Does it really need to change? It's been proposed before: Back in 2008 the Association of Boxing Commissions wanted to break up the weight classes into 14, which would have drastically altered the landscape: Light Heavyweight would have been 206-225 and Heavyweight 226-265 lbs among other changes. If you've never read that it's worth checking out.

Below you're going to see a couple of charts because it wouldn't be a fanpost from me without some. First are the standard boxing weight classes which number an astounding 17. In boxing there are a number of sanctioning bodies and the names for those weight classes vary.

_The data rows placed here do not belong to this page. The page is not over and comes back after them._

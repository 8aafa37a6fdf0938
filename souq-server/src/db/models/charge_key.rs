//! Charge Key Records

use chrono::{DateTime, Utc};
use rust_decimal::Decimal;
use serde::{Deserialize, Serialize};
use surrealdb::RecordId;

/// Single-use redemption code record, keyed by the code itself.
#[derive(Debug, Clone, Serialize, Deserialize)]
pub struct ChargeKeyRecord {
    pub id: Option<RecordId>,
    pub code: String,
    /// Fixed at creation, never changes
    pub amount: Decimal,
    #[serde(default)]
    pub used: bool,
    pub used_by: Option<i64>,
    pub created_at: DateTime<Utc>,
}

/// Statement entry written inside the redemption transaction.
#[derive(Debug, Clone, Serialize, Deserialize)]
pub struct ChargeHistoryRecord {
    pub id: Option<RecordId>,
    pub user_id: i64,
    pub amount: Decimal,
    pub code: String,
    pub created_at: DateTime<Utc>,
}
//! Unified Error Handling
//!
//! Application-wide error type and response envelope. Guard violations and
//! authorization failures are returned as structured user-facing responses;
//! store and internal failures are logged and collapsed into generic
//! messages.
//!
//! Error code ranges:
//!
//! | Prefix | Category | Example |
//! |--------|----------|---------|
//! | E0xxx  | Request errors | E0002 validation, E0003 not found |
//! | E1xxx  | Marketplace guards | E1001 already sold, E1003 insufficient balance |
//! | E2xxx  | Authorization | E2001 permission denied |
//! | E3xxx  | Authentication | E3001 login required |
//! | E9xxx  | System errors | E9001 internal, E9003 store unavailable |

use axum::{
    Json,
    http::StatusCode,
    response::{IntoResponse, Response},
};
use serde::Serialize;
use shared::AppResponse;
use tracing::error;

/// Application-level error type
#[derive(Debug, thiserror::Error)]
pub enum AppError {
    // ========== Authentication / Authorization ==========
    #[error("Authentication required")]
    Unauthorized,

    #[error("Session expired")]
    SessionExpired,

    #[error("Permission denied: {0}")]
    Forbidden(String),

    // ========== Request Errors ==========
    #[error("Resource not found: {0}")]
    NotFound(String),

    #[error("Validation failed: {0}")]
    Validation(String),

    #[error("Conflict: {0}")]
    Conflict(String),

    // ========== Marketplace Guards ==========
    #[error("Item already sold: {0}")]
    AlreadySold(String),

    #[error("Charge key already used: {0}")]
    AlreadyUsed(String),

    #[error("Insufficient balance")]
    InsufficientBalance,

    #[error("Buyer {0} is not reachable")]
    Unreachable(i64),

    // ========== System Errors ==========
    #[error("Store unavailable: {0}")]
    Store(String),

    #[error("Internal server error: {0}")]
    Internal(String),
}

impl IntoResponse for AppError {
    fn into_response(self) -> Response {
        let (status, code, message) = match &self {
            // Authentication errors (401)
            AppError::Unauthorized => (StatusCode::UNAUTHORIZED, "E3001", "Please login first".to_string()),
            AppError::SessionExpired => (StatusCode::UNAUTHORIZED, "E3003", "Session expired".to_string()),

            // Authorization errors (403)
            AppError::Forbidden(msg) => (StatusCode::FORBIDDEN, "E2001", msg.clone()),

            // Not found (404)
            AppError::NotFound(msg) => (StatusCode::NOT_FOUND, "E0003", msg.clone()),

            // Validation (400)
            AppError::Validation(msg) => (StatusCode::BAD_REQUEST, "E0002", msg.clone()),

            // Conflict (409)
            AppError::Conflict(msg) => (StatusCode::CONFLICT, "E0004", msg.clone()),

            // Marketplace guards
            AppError::AlreadySold(msg) => (StatusCode::CONFLICT, "E1001", format!("Already sold: {msg}")),
            AppError::AlreadyUsed(msg) => (StatusCode::CONFLICT, "E1002", format!("Charge key already used: {msg}")),
            AppError::InsufficientBalance => (
                StatusCode::UNPROCESSABLE_ENTITY,
                "E1003",
                "Insufficient balance".to_string(),
            ),
            AppError::Unreachable(user_id) => {
                error!(target: "orders", user_id, "buyer unreachable, purchase aborted");
                (
                    StatusCode::UNPROCESSABLE_ENTITY,
                    "E1004",
                    "Buyer cannot receive messages, start the bot first".to_string(),
                )
            }

            // Store errors (503) - the caller should retry later
            AppError::Store(msg) => {
                error!(target: "store", error = %msg, "store operation failed");
                (
                    StatusCode::SERVICE_UNAVAILABLE,
                    "E9003",
                    "Store unavailable, try again later".to_string(),
                )
            }

            // Internal errors (500)
            AppError::Internal(msg) => {
                error!(target: "internal", error = %msg, "internal error occurred");
                (
                    StatusCode::INTERNAL_SERVER_ERROR,
                    "E9001",
                    "Internal server error".to_string(),
                )
            }
        };

        let body = Json(AppResponse::<()>::error(code, message));
        (status, body).into_response()
    }
}

// ========== Helper functions ==========

/// Create a successful response
pub fn ok<T: Serialize>(data: T) -> Json<AppResponse<T>> {
    Json(AppResponse::success(data))
}

/// Create a successful response with custom message
pub fn ok_with_message<T: Serialize>(data: T, message: impl Into<String>) -> Json<AppResponse<T>> {
    Json(AppResponse::success_with_message(data, message))
}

After that you will see where MMA weight classes currently stand. Notice the King of the Cage promotion and Shooto promotion weight classes.

Boxing Sanctioning Bodies
Weight Limit WBA WBC IBF WBO
No Limit Heavyweight Heavyweight Heavyweight Heavyweight
190/200 Cruiserweight Cruiserweight Cruiserweight Junior heavyweight
175 Light heavyweight Light heavyweight Light heavyweight Light heavyweight
168 Super middleweight Super middleweight Super middleweight Super middleweight
160 Middleweight Middleweight Middleweight Middleweight
154 Super welterweight Super welterweight Junior middleweight Junior middleweight
147 Welterweight Welterweight Welterweight Welterweight
140 Super lightweight Super lightweight Junior welterweight Junior welterweight
135 Lightweight Lightweight Lightweight Lightweight
130 Super featherweight Super featherweight Junior lightweight Junior lightweight
126 Featherweight Featherweight Featherweight Featherweight
122 Super bantamweight Super bantamweight Junior featherweight Junior featherweight
118 Bantamweight Bantamweight Bantamweight Bantamweight
115 Super flyweight Super flyweight Junior bantamweight Junior bantamweight
112 Flyweight Flyweight Flyweight Flyweight
108 Light flyweight Light flyweight Junior flyweight Junior flyweight
105 Minimumweight Strawweight Mini flyweight Mini flyweight

Mixed Martial Arts Promotions

No Limit Not Used* Super Heavyweight Not Used* Super Heavyweight Not Used*
265 Heavyweight Heavyweight Heavyweight Not Used* Not Used*
220/230 Not Used* Cruiserweight Not Used* Heavyweight Not Used*
205 Light heavyweight Light heavyweight Light heavyweight Cruiserweight (201) Not Used*
185 Middleweight Middleweight Middleweight Light Heavyweight (183) Not Used*
170 Welterweight Welterweight Welterweight Middleweight (168) Not Used*
160 Not Used* Junior Welterweight Not Used* Not Used* Not Used*
155 Lightweight Lightweight Lightweight Welterweight (154) Lightweight
145 Featherweight Bantamweight Featherweight Lightweight (143) Featherweight
135 Bantamweight Flyweight Bantamweight Featherweight (132) Bantamweight
125 Flyweight Junior Flyweight Flyweight Bantamweight (123) Flyweight
115 Strawweight *WMMA Strawweight Strawweight Flyweight Strawweight
105 Not Used* Atomweight *WMMA Not Used* Not Used* Atomweight
95 Not Used* Not Used* Not Used* Not Used* Minimumweight


And I'll leave you with this thought. I have yet to find an article that formally recognizes the 115 lbs strawweight weight class that's being adopted by the UFC into the Unified Rules of MMA. Does that really matter? Probably not... but it's something worth thinking about. The girl in the kilt is Joanne Calderwood, one of the fighters currently attached to TUF 20.

If you read through this entire article I appreciate it and would like your thoughts on the subject. Have a good week and hope you enjoyed last weekends fights.